It's been a couple weeks since Dad's bone-marrow biopsy sample was collected (Multiple myeloma questions), and I hadn't heard anything out here. My brother's accompanied him to all his appointments but hadn't heard anything either.

Today I got the typical call from Dad's care facility: "The doctor wants to prescribe an expensive medication, and we can't find the account number of your Dad's prescription plan, and they want to start chemotherapy in a couple days. Do you have the number?"

Yes, I had the number, and was there any other news they'd care to share with me? Like why someone's planning to start chemotherapy?

And the expected response: No, we're sorry, nobody knows nothin' here and you'll have to talk to the doctor. Thanks for the account number, bye!

My brother was just about to call me after leaving the doctor's office, and we eventually sorted it all out, but the next few paragraphs are more cut&paste than comprehension.

The diagnosis is not multiple myeloma. It's "low-grade lymphoma, possibly Waldenström's macroglobulinemia". Waldenström's macroglobulinemia - Wikipedia, the free encyclopedia , Waldenström Macroglobulinemia: Q & A - National Cancer Institute It's considered rare, although that may be because they're still getting better at diagnosing it. In short, Dad's bone marrow is making too many white blood cells, which is reducing the production of red blood cells, so he's anemic. The bone marrow is also producing too much immunoglobulin, making the blood very viscous and leading to a number of other complications. The oncologist seems pretty confident in the diagnosis. Apparently the biopsy shows exactly what types of cells are present and what condition they're in.

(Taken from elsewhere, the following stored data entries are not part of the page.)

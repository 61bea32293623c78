//! Communication layer between transports, fired jobs, and the engine.
//!
//! [`IncomingMessage`] is the transport-agnostic envelope produced by the
//! chat connector and by fired jobs; a process-wide broadcast channel
//! carries it to the conversation engine.
//!
//! Outbound traffic flows the other way: [`Outbound`] payloads are handed
//! to whichever registered [`ChannelConnector`] claims the chat. Delivery
//! is best-effort; an unmatched chat is logged and dropped.

use std::collections::HashMap;
use std::sync::Arc;

use async_trait::async_trait;
use once_cell::sync::Lazy;
use tokio::sync::{broadcast, RwLock};

// ---------------------------------------------------------------------------
// IncomingMessage
// ---------------------------------------------------------------------------

/// A transport-agnostic inbound event: a user message, a transcribed voice
/// note, or the synthetic instruction synthesized by a fired job.
#[derive(Debug, Clone, serde::Serialize, serde::Deserialize)]
pub struct IncomingMessage {
    /// Conversation key and delivery target.
    pub chat_id: i64,
    /// Who produced the event (`"user"`, `"timer:tea"`, `"alarm:wake"`).
    pub author: String,
    /// Raw text fed into the conversation engine.
    pub content: String,
    /// Unix-epoch timestamp (seconds).
    pub timestamp: i64,
}

// ---------------------------------------------------------------------------
// Outbound payloads
// ---------------------------------------------------------------------------

/// Payloads a connector can deliver to a chat.
#[derive(Debug, Clone)]
pub enum Outbound {
    /// Plain text message.
    Text(String),
    /// Text plus a cancel affordance keyed by the derived job name.
    TextWithCancel { text: String, job_name: String },
    /// Synthesized speech audio.
    Voice(Vec<u8>),
}

// ---------------------------------------------------------------------------
// Global broadcast channel
// ---------------------------------------------------------------------------

/// Capacity of the in-process event bus.
const BUS_CAPACITY: usize = 256;

/// Lazily-created global bus sender.
static SENDER: Lazy<broadcast::Sender<IncomingMessage>> = Lazy::new(|| {
    let (tx, _rx) = broadcast::channel(BUS_CAPACITY);
    tx
});

/// Clone of the global bus sender. Producers (the chat transport, the
/// job runtime) call `sender().send(msg)` to push an event.
pub fn sender() -> broadcast::Sender<IncomingMessage> {
    SENDER.clone()
}

/// Independent receiver on the global bus; sees only events sent after
/// subscription.
pub fn subscribe() -> broadcast::Receiver<IncomingMessage> {
    SENDER.subscribe()
}

// ---------------------------------------------------------------------------
// ChannelConnector trait + global registry
// ---------------------------------------------------------------------------

/// A channel connector can deliver outbound payloads to a specific
/// platform.
///
/// Connectors are registered at startup; delivery looks up the first
/// connector whose [`matches`](ChannelConnector::matches) accepts the chat.
#[async_trait]
pub trait ChannelConnector: Send + Sync + 'static {
    /// A short identifier, unique within the registry.
    fn name(&self) -> &str;

    /// Return true if this connector should handle the given chat.
    fn matches(&self, chat_id: i64) -> bool;

    /// Deliver `payload` to the chat.
    async fn deliver(&self, chat_id: i64, payload: Outbound) -> anyhow::Result<()>;
}

/// Connector registry, keyed by connector name.
static CONNECTORS: Lazy<RwLock<HashMap<String, Arc<dyn ChannelConnector>>>> =
    Lazy::new(|| RwLock::new(HashMap::new()));

/// Register a connector, replacing any previous one with the same name.
pub async fn register_connector(connector: Arc<dyn ChannelConnector>) {
    let name = connector.name().to_string();
    CONNECTORS.write().await.insert(name, connector);
}

/// Deliver a payload through whichever connector matches `chat_id`.
///
/// Best-effort: a delivery failure or an unmatched chat is logged, never
/// propagated — outbound notifications must not abort the action that
/// produced them.
pub async fn deliver(chat_id: i64, payload: Outbound) {
    let connector = {
        let connectors = CONNECTORS.read().await;
        connectors.values().find(|c| c.matches(chat_id)).cloned()
    };
    match connector {
        Some(connector) => {
            if let Err(e) = connector.deliver(chat_id, payload).await {
                tracing::warn!(chat = chat_id, error = %e, "outbound delivery failed");
            }
        }
        None => {
            tracing::debug!(chat = chat_id, "no connector matched chat — payload dropped");
        }
    }
}

/// Deliver a plain text message.
pub async fn deliver_text(chat_id: i64, text: &str) {
    deliver(chat_id, Outbound::Text(text.to_string())).await;
}

/// Deliver synthesized speech audio.
pub async fn deliver_voice(chat_id: i64, audio: Vec<u8>) {
    deliver(chat_id, Outbound::Voice(audio)).await;
}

Since Dad's nearly 78 years old, treatment is 6-9 chemotherapy infusions (three weeks apart) with cyclophosphamide & rituximab. Layman's translation: carefully-calculated poisons. On the day of the infusion Dad will also take an aprepitant anti-nausea capsule (Emend), followed by one more capsule on each of the following two days. After the third day the chemotherapy drugs are less concentrated and his body is supposed to tolerate them without the nausea meds.

I'm still learning all the Medicare financial rules, but perhaps "chemotherapy" is a treatment so those medication expenses are covered under Part B (plus Dad's Medicare supplemental insurance). However aprepitant is a prescription medication, so that's Part D, and the pharmacy wasn't going to dispense it until someone made a down payment. Dad is one of America's few remaining retirees to have a prescription benefit in his pension. Judging from Medco's rates, aprepitant must be a whopper of a med... his 30-day prescription for 10mg blood-pressure pills (lisinopril) has a copay of $4. A packet of three aprepitant pills carries a copay of $180.

My brother says that the oncologist projects a strong aura of credibility, so Dad readily agreed to the treatment. (As much as a patient in mid-stage Alzheimer's can give informed consent.) My brother also agrees with the oncologist's plan, so they're pushing ahead. Dad's been sleeping a lot and he's in some pain from the other symptoms, so he sees this as a way to "feel better". We'll see how he feels about that after the first infusion... he tolerates pain pretty well but he has a very strong aversion to being a lab rat.

I appreciate everyone's e-mails and PMs on multiple myeloma, and you all helped me get up on the step. Waldenström's is something that I've only read about on a few websites so far. And again, it seems very difficult to find any info about the survival rates of lymphoma patients who also have Alzheimer's.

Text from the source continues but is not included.